- Data
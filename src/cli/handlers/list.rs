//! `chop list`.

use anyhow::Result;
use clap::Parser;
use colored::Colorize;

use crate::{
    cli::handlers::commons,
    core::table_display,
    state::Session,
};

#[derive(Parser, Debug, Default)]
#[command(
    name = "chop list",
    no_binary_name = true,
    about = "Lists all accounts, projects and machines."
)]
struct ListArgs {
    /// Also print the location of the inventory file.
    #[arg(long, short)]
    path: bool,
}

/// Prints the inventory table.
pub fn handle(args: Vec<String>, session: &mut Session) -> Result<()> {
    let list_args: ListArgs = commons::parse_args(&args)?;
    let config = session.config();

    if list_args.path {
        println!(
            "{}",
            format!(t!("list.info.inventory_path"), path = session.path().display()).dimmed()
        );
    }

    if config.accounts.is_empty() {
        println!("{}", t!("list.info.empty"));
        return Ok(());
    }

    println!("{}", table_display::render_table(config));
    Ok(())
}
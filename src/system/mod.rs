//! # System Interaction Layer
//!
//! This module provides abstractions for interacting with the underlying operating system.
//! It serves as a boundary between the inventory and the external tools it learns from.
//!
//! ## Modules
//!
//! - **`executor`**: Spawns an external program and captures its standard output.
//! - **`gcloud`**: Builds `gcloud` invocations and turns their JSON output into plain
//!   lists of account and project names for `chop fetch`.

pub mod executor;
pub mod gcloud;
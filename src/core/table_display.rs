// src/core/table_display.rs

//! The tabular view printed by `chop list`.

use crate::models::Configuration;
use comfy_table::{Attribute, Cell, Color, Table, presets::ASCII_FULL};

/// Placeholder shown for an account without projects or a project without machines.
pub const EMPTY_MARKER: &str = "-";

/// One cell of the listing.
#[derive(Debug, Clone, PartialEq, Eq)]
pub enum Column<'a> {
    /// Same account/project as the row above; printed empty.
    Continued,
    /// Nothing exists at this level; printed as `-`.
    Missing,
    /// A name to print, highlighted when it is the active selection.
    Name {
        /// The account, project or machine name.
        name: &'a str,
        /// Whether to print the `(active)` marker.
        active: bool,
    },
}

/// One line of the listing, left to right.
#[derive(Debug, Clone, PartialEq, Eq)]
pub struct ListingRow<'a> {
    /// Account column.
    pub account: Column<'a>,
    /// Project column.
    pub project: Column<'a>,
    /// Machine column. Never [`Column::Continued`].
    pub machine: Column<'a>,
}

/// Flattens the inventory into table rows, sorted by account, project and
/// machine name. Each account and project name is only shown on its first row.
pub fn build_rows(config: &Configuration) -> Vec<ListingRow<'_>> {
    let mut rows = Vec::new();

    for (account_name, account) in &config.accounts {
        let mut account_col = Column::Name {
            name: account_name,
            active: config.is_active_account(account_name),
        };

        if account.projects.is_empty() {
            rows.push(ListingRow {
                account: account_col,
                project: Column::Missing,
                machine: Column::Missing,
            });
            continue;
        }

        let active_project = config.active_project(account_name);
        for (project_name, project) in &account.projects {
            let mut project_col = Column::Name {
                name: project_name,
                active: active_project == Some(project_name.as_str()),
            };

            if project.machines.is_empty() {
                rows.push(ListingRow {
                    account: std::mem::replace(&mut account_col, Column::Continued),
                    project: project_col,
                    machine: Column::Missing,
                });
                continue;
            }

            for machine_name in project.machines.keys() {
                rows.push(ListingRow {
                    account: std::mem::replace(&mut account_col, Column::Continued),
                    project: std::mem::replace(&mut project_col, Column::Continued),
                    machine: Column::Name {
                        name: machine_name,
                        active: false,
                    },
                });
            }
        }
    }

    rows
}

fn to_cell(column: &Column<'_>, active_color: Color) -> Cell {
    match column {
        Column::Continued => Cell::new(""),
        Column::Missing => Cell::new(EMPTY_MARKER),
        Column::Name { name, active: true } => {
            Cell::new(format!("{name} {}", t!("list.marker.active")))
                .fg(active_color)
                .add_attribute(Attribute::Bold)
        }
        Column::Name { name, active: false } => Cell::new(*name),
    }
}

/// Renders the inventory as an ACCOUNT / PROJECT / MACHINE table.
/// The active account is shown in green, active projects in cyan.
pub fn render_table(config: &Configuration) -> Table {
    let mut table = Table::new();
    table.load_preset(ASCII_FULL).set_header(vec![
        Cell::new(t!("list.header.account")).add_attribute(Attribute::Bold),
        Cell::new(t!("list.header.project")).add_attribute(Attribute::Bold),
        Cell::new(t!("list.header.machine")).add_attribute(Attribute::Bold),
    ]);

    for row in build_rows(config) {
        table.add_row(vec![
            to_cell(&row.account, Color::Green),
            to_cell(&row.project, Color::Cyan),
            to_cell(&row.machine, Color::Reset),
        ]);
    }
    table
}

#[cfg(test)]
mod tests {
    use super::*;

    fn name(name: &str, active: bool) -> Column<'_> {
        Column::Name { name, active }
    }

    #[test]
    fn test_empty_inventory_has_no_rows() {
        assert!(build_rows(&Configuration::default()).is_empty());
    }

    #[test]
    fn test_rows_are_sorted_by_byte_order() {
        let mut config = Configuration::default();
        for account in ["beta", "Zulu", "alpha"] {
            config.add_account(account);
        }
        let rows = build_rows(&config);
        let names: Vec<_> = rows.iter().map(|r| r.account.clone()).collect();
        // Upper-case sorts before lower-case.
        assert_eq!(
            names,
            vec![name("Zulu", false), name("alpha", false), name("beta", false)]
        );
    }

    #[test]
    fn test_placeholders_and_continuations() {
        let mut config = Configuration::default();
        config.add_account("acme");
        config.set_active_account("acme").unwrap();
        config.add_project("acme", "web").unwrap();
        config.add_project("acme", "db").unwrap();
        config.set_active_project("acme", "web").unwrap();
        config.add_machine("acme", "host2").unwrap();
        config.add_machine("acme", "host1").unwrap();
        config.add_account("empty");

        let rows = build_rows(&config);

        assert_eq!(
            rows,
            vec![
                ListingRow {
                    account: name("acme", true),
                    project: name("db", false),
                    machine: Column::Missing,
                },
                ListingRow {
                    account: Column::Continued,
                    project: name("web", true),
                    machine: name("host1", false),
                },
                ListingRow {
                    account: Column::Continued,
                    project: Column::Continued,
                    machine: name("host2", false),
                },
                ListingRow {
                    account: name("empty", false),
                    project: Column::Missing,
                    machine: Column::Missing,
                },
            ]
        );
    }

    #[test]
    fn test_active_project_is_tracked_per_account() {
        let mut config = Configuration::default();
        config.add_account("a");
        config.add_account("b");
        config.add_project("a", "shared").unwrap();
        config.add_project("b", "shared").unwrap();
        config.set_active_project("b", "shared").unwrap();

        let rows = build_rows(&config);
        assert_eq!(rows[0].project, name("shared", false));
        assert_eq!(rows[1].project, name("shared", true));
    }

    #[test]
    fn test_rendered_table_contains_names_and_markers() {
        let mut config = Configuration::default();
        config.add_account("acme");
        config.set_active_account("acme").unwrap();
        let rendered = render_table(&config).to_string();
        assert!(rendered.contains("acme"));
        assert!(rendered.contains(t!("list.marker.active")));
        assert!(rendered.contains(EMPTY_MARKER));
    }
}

- What you should do
Tally the lines of the material that contain the word "bool" and say the number, nothing more.

- Response to the exercise
3